La voix est isolée. Son lyrisme est « expression de soi à soi sur soi[21] » : l’émetteur est en effet à la fois le récepteur et l’objet du message. Le lyrisme est ici, musicalement, élégie : amoureux, plaintif, pathétique. Cette voix parle mais ne s’adresse qu’à elle-même. Et si l’on parle de soi à soi, c’est que la communication est morte, qu’autrui n’est plus accessible. La voix alors se complaît : c’est le sens de cette plainte élégiaque. La voix représente la musique, les oeuvres musicales, l’art réduit à l’impuissance. À l’autre bout du spectre sonore : les bruits, le monde ouvrier saisi dans sa dimension aliénante. La musique et ces bruits se contredisent, s’annulent. Ou plutôt, la voix ne peut être qu’écrasée par ces sons, par la violence de l’usine et des rapports qu’elle détermine entre les hommes : réifiés, déshumanisés[22]. Entre les deux, à mi-chemin, il y a le choeur, le peuple.
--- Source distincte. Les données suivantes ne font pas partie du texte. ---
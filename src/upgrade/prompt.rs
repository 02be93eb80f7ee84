//! Interactive confirmation of an upgrade plan

#[cfg(test)]
use mockall::automock;

use tokio::io::{AsyncBufRead, AsyncBufReadExt, AsyncWrite, AsyncWriteExt, BufReader};
use tokio::sync::Mutex;

use crate::error::PromptError;
use crate::upgrade::planner::UpgradePlan;

/// Answers that accept the plan; anything else declines it
pub const AFFIRMATIVE_ANSWERS: [&str; 4] = ["y", "Y", "yes", "YES"];

pub fn is_affirmative(answer: &str) -> bool {
    AFFIRMATIVE_ANSWERS.contains(&answer.trim())
}

/// Trait for asking the user whether to apply a plan
#[cfg_attr(test, automock)]
#[async_trait::async_trait]
pub trait Confirmer: Send + Sync {
    /// Present `plan` and return whether the user accepted it
    async fn confirm(&self, plan: &UpgradePlan) -> Result<bool, PromptError>;
}

/// Confirmer that accepts every plan without asking
pub struct AssumeYes;

#[async_trait::async_trait]
impl Confirmer for AssumeYes {
    async fn confirm(&self, _plan: &UpgradePlan) -> Result<bool, PromptError> {
        Ok(true)
    }
}

/// Line-based prompt over an async reader and writer
pub struct TerminalConfirmer<R, W> {
    io: Mutex<(R, W)>,
}

impl TerminalConfirmer<BufReader<tokio::io::Stdin>, tokio::io::Stdout> {
    pub fn stdio() -> Self {
        Self::new(BufReader::new(tokio::io::stdin()), tokio::io::stdout())
    }
}

impl<R, W> TerminalConfirmer<R, W>
where
    R: AsyncBufRead + Unpin + Send,
    W: AsyncWrite + Unpin + Send,
{
    pub fn new(reader: R, writer: W) -> Self {
        Self {
            io: Mutex::new((reader, writer)),
        }
    }

    pub fn into_inner(self) -> (R, W) {
        self.io.into_inner()
    }
}

/// Text shown before asking for confirmation
pub fn render_plan(plan: &UpgradePlan) -> String {
    let mut text = format!("{} plugin(s) can be upgraded:\n", plan.len());
    for entry in plan.entries() {
        text.push_str(&format!("  {}\n", entry));
    }
    text
}

#[async_trait::async_trait]
impl<R, W> Confirmer for TerminalConfirmer<R, W>
where
    R: AsyncBufRead + Unpin + Send,
    W: AsyncWrite + Unpin + Send,
{
    async fn confirm(&self, plan: &UpgradePlan) -> Result<bool, PromptError> {
        let mut guard = self.io.lock().await;
        let (reader, writer) = &mut *guard;

        writer.write_all(render_plan(plan).as_bytes()).await?;
        writer.write_all(b"Upgrade now? [y/N] ").await?;
        writer.flush().await?;

        let mut answer = String::new();
        if reader.read_line(&mut answer).await? == 0 {
            return Err(PromptError::Closed);
        }

        Ok(is_affirmative(&answer))
    }
}
//! End-to-end upgrade check: inventory, suggestions, plan, confirmation, install

use std::collections::HashMap;
use std::sync::Arc;

use tracing::{debug, info};

use crate::error::{CheckError, InventoryError};
use crate::inventory::loader::load_versions;
use crate::inventory::manifest::HostLayout;
use crate::inventory::resolver::{PluginPattern, resolve_candidates};
use crate::upgrade::installer::Installer;
use crate::upgrade::planner::{UpgradePlan, build_plan};
use crate::upgrade::prompt::Confirmer;
use crate::upgrade::suggestion::SuggestionService;

/// How a completed run ended
#[derive(Debug, Clone, PartialEq, Eq)]
pub enum Outcome {
    /// No candidates, or nothing newer was suggested
    UpToDate,
    /// The user declined the plan; nothing was changed
    Skipped(UpgradePlan),
    /// The package manager applied the plan
    Upgraded(UpgradePlan),
}

/// Read-only half of the workflow: everything up to the plan
pub struct UpgradeCheck {
    layout: HostLayout,
    pattern: PluginPattern,
    host_version: Option<String>,
    read_limit: usize,
    suggestions: Arc<dyn SuggestionService>,
}

impl UpgradeCheck {
    pub fn new(
        layout: HostLayout,
        pattern: PluginPattern,
        read_limit: usize,
        suggestions: Arc<dyn SuggestionService>,
    ) -> Self {
        Self {
            layout,
            pattern,
            host_version: None,
            read_limit,
            suggestions,
        }
    }

    /// Use this host version instead of the bundled manifest's
    pub fn with_host_version(mut self, host_version: impl Into<String>) -> Self {
        self.host_version = Some(host_version.into());
        self
    }

    /// Installed versions of every candidate plugin
    pub async fn installed(&self) -> Result<HashMap<String, String>, InventoryError> {
        let inventory = resolve_candidates(&self.layout, &self.pattern).await?;
        load_versions(
            &self.layout.modules_dir(),
            &inventory.candidates,
            self.read_limit,
        )
        .await
    }

    /// Build the upgrade plan without prompting or installing
    ///
    /// An empty candidate set returns an empty plan without querying the service.
    pub async fn plan(&self) -> Result<UpgradePlan, CheckError> {
        let inventory = resolve_candidates(&self.layout, &self.pattern).await?;
        if inventory.candidates.is_empty() {
            debug!("No extraneous plugins installed");
            return Ok(UpgradePlan::default());
        }

        let installed = load_versions(
            &self.layout.modules_dir(),
            &inventory.candidates,
            self.read_limit,
        )
        .await?;

        let host_version = match (&self.host_version, inventory.bundled_version) {
            (Some(version), _) => version.clone(),
            (None, Some(version)) => version,
            (None, None) => {
                return Err(InventoryError::MissingHostVersion {
                    path: self.layout.bundled_manifest.clone(),
                }
                .into());
            }
        };

        let suggestions = self
            .suggestions
            .suggest(&host_version, &inventory.candidates)
            .await?;

        let plan = build_plan(&installed, suggestions);
        info!(
            "{} of {} plugins can be upgraded",
            plan.len(),
            inventory.candidates.len()
        );
        Ok(plan)
    }
}

/// Full workflow: plan, confirm, then hand the plan to the installer
pub struct UpgradeWorkflow {
    check: UpgradeCheck,
    confirmer: Arc<dyn Confirmer>,
    installer: Arc<dyn Installer>,
}

impl UpgradeWorkflow {
    pub fn new(
        check: UpgradeCheck,
        confirmer: Arc<dyn Confirmer>,
        installer: Arc<dyn Installer>,
    ) -> Self {
        Self {
            check,
            confirmer,
            installer,
        }
    }

    pub async fn run(&self) -> Result<Outcome, CheckError> {
        let plan = self.check.plan().await?;
        if plan.is_empty() {
            return Ok(Outcome::UpToDate);
        }

        if !self.confirmer.confirm(&plan).await? {
            info!("Upgrade of {} plugins declined", plan.len());
            return Ok(Outcome::Skipped(plan));
        }

        self.installer.install(&plan.install_specs()).await?;
        info!("Upgraded {} plugins", plan.len());
        Ok(Outcome::Upgraded(plan))
    }
}
//! On-disk host fixtures

use std::path::{Path, PathBuf};

use serde_json::json;
use tempfile::TempDir;

use plugup::config::DEFAULT_PLUGIN_PATTERN;
use plugup::inventory::manifest::HostLayout;
use plugup::inventory::resolver::PluginPattern;

/// A temporary host directory with a live manifest, a bundled manifest and
/// installed packages
pub struct HostFixture {
    dir: TempDir,
    live: Vec<String>,
    bundled: Vec<String>,
    host_version: Option<String>,
}

impl HostFixture {
    pub fn new() -> Self {
        Self {
            dir: TempDir::new().unwrap(),
            live: Vec::new(),
            bundled: Vec::new(),
            host_version: Some("5.4.0".to_string()),
        }
    }

    pub fn root(&self) -> &Path {
        self.dir.path()
    }

    pub fn bundled_manifest(&self) -> PathBuf {
        self.root().join("host/package.json")
    }

    pub fn layout(&self) -> HostLayout {
        HostLayout::new(self.root(), self.bundled_manifest())
    }

    pub fn pattern(&self) -> PluginPattern {
        PluginPattern::new(DEFAULT_PLUGIN_PATTERN).unwrap()
    }

    /// Declare `name` in the live manifest and install it at `version`
    pub fn with_plugin(mut self, name: &str, version: &str) -> Self {
        self.live.push(name.to_string());
        self.install(name, version);
        self
    }

    /// Declare `name` in the live manifest without installing it
    pub fn with_declared(mut self, name: &str) -> Self {
        self.live.push(name.to_string());
        self
    }

    /// Declare `name` in the bundled manifest
    pub fn with_bundled(mut self, name: &str) -> Self {
        self.bundled.push(name.to_string());
        self
    }

    /// Mark an installed package as a version-control checkout
    pub fn with_git_checkout(self, name: &str) -> Self {
        std::fs::create_dir_all(self.package_dir(name).join(".git")).unwrap();
        self
    }

    pub fn without_host_version(mut self) -> Self {
        self.host_version = None;
        self
    }

    /// Write both manifests; call after all `with_*` builders
    pub fn build(self) -> Self {
        let deps = |names: &[String]| -> serde_json::Map<String, serde_json::Value> {
            names.iter().map(|n| (n.clone(), json!("*"))).collect()
        };

        let live = json!({ "name": "host-data", "dependencies": deps(&self.live) });
        write(&self.root().join("package.json"), &live.to_string());

        let mut bundled = json!({ "name": "host-app", "dependencies": deps(&self.bundled) });
        if let Some(version) = &self.host_version {
            bundled["version"] = json!(version);
        }
        write(&self.bundled_manifest(), &bundled.to_string());

        self
    }

    pub fn package_dir(&self, name: &str) -> PathBuf {
        name.split('/')
            .fold(self.root().join("node_modules"), |dir, part| dir.join(part))
    }

    fn install(&self, name: &str, version: &str) {
        let manifest = json!({ "name": name, "version": version });
        write(
            &self.package_dir(name).join("package.json"),
            &manifest.to_string(),
        );
    }
}

fn write(path: &Path, content: &str) {
    std::fs::create_dir_all(path.parent().unwrap()).unwrap();
    std::fs::write(path, content).unwrap();
}
//! End-to-end investigation: wires together gathering, analysis and reporting.
//!
//! Two entry points:
//! - `run_investigation()`: builds providers from the config, then runs. Used by the CLI.
//! - `run_with_providers()`: takes providers directly. Used by tests and offline runs.
//!
//! `investigate()` wraps the first and reduces the outcome to a success flag.

use std::path::PathBuf;
use std::sync::Arc;

use thiserror::Error;

use finsleuth_core::analysis::IndicatorEngine;
use finsleuth_core::data::{
    gather_evidence, CsvProvider, DataError, GatherError, GatherRequest, MarketDataProvider,
    NewsProvider, TracingProgress, YahooProvider,
};

use crate::analyze::analyze_evidence;
use crate::config::RunConfig;
use crate::export::{write_exports, ExportOptions};
use crate::reporting::{cleanup_temp_files, compile_case_file, ReportError, ReportOutput};

/// Errors that abort a run.
#[derive(Debug, Error)]
pub enum RunError {
    #[error("provider setup failed: {0}")]
    Provider(#[from] DataError),
    #[error("gather failed: {0}")]
    Gather(#[from] GatherError),
    #[error("no ticker could be analyzed")]
    NothingAnalyzed,
    #[error("report failed: {0}")]
    Report(#[from] ReportError),
    #[error("export failed: {0:#}")]
    Export(anyhow::Error),
}

/// Extras requested alongside the case file.
#[derive(Debug, Clone, Copy, Default)]
pub struct RunOptions {
    pub exports: ExportOptions,
}

/// What a successful run produced.
#[derive(Debug, Clone)]
pub struct RunSummary {
    pub report: ReportOutput,
    /// Tickers in the case file, in configured order.
    pub analyzed: Vec<String>,
    /// Configured tickers that were dropped along the way.
    pub excluded: Vec<String>,
    pub exports: Vec<PathBuf>,
}

type Providers = (Arc<dyn MarketDataProvider>, Option<Arc<dyn NewsProvider>>);

/// CSV directory when configured, otherwise Yahoo Finance for prices and news.
pub fn build_providers(config: &RunConfig) -> Result<Providers, DataError> {
    match &config.csv_dir {
        Some(dir) => {
            tracing::info!(stage = "gather", dir = %dir.display(), "using CSV price files");
            let prices: Arc<dyn MarketDataProvider> = Arc::new(CsvProvider::new(dir.clone()));
            Ok((prices, None))
        }
        None => {
            let yahoo = Arc::new(YahooProvider::with_default_breaker()?);
            let news: Arc<dyn NewsProvider> = yahoo.clone();
            let prices: Arc<dyn MarketDataProvider> = yahoo;
            Ok((prices, Some(news)))
        }
    }
}

/// Run the full pipeline with providers chosen from the config.
pub fn run_investigation(config: &RunConfig, options: RunOptions) -> Result<RunSummary, RunError> {
    let (prices, news) = build_providers(config)?;
    run_with_providers(config, prices.as_ref(), news.as_deref(), options)
}

/// Run the full pipeline against the given providers.
pub fn run_with_providers(
    config: &RunConfig,
    prices: &dyn MarketDataProvider,
    news: Option<&dyn NewsProvider>,
    options: RunOptions,
) -> Result<RunSummary, RunError> {
    let locker = {
        let _span = tracing::info_span!("gather", provider = prices.name()).entered();
        let request = GatherRequest {
            tickers: config.stocks.clone(),
            start: config.start_date,
            end: config.end_date,
            news_window_days: config.news_window_days,
        };
        gather_evidence(prices, news, &request, &TracingProgress)?
    };

    let set = {
        let _span = tracing::info_span!("analyze", tickers = locker.len()).entered();
        analyze_evidence(&IndicatorEngine::default(), &locker)
    };
    if set.is_empty() {
        tracing::error!(stage = "analyze", "no ticker survived analysis");
        return Err(RunError::NothingAnalyzed);
    }

    let report = {
        let _span = tracing::info_span!("report", format = %config.report_format).entered();
        let output = compile_case_file(&set, config.report_format, &config.output_dir)?;
        output.verify()?;
        output
    };

    {
        let _span = tracing::info_span!("cleanup", files = report.temp_files.len()).entered();
        cleanup_temp_files(&report.temp_files);
    }

    let exports = write_exports(&set, Some(&locker), &config.output_dir, options.exports)
        .map_err(RunError::Export)?;

    let analyzed: Vec<String> = set.tickers().map(str::to_string).collect();
    let excluded = config
        .stocks
        .iter()
        .filter(|t| !set.contains(t))
        .cloned()
        .collect();

    Ok(RunSummary {
        report,
        analyzed,
        excluded,
        exports,
    })
}

/// Run the pipeline and log the outcome. Returns `true` on success.
pub fn investigate(config: &RunConfig, options: RunOptions) -> bool {
    match run_investigation(config, options) {
        Ok(summary) => {
            if !summary.excluded.is_empty() {
                tracing::warn!(excluded = ?summary.excluded, "some tickers were left out of the case file");
            }
            tracing::info!(
                tickers = summary.analyzed.len(),
                path = %summary.report.output_file.display(),
                "case closed"
            );
            true
        }
        Err(e) => {
            tracing::error!(error = %e, "investigation failed");
            false
        }
    }
}

#[cfg(test)]
mod tests {
    use super::*;
    use crate::config::ReportFormat;
    use chrono::NaiveDate;

    fn config(dir: &std::path::Path, csv_dir: Option<PathBuf>) -> RunConfig {
        RunConfig {
            stocks: vec!["AAPL".into()],
            start_date: NaiveDate::from_ymd_opt(2024, 1, 1).unwrap(),
            end_date: NaiveDate::from_ymd_opt(2024, 12, 31).unwrap(),
            report_format: ReportFormat::Txt,
            output_dir: dir.to_path_buf(),
            news_window_days: 30,
            csv_dir,
        }
    }

    #[test]
    fn csv_dir_selects_offline_provider_without_news() {
        let dir = tempfile::tempdir().unwrap();
        let (prices, news) = build_providers(&config(dir.path(), Some(dir.path().into()))).unwrap();
        assert_eq!(prices.name(), "csv_import");
        assert!(news.is_none());
    }

    #[test]
    fn missing_data_fails_the_run() {
        let dir = tempfile::tempdir().unwrap();
        let cfg = config(dir.path(), Some(dir.path().join("empty")));
        assert!(!investigate(&cfg, RunOptions::default()));
        assert!(matches!(
            run_investigation(&cfg, RunOptions::default()),
            Err(RunError::Gather(GatherError::NoData { attempted: 1 }))
        ));
    }
}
Il n’est ici que possible, à venir ou bien ancien, originel. Quel que soit son statut, il est sur un autre plan : pur effet de montage. Car le montage est ici le procédé qui permet de disposer l’une à côté de l’autre des réalités incommensurables, c’est-à-dire incompatibles dans un même monde. Le premier mouvement rend sensible l’incommensurabilité entre la musique et l’usine, ce qui est plus qu’un truisme : c’est admettre qu’une partie du monde est inaccessible à la chose musicale, soit comme sujet soit comme auditoire. Dans un monde où des hommes vivent dans l’aliénation, la musique n’est plus qu’un art partiel, limité, réduit à un domaine congru. Vous me direz, Luigi Nono a bien composé une partition pour le choeur, il a bien fait chanter le peuple. En effet, mais ce choeur est enregistré, il partage la bande avec l’usine et ses bruits. Et il sera bientôt broyé par eux. Le premier mouvement raconte la destruction du peuple et non sa rédemption par la musique. Ne demeure que la voix, seule, isolée, autotélique, impuissante face aux bruits envahissants. Ce qui est accompli symboliquement dans le premier mouvement le sera musicalement dans le troisième où la voix se retrouvera effectivement seule, cernée par le silence.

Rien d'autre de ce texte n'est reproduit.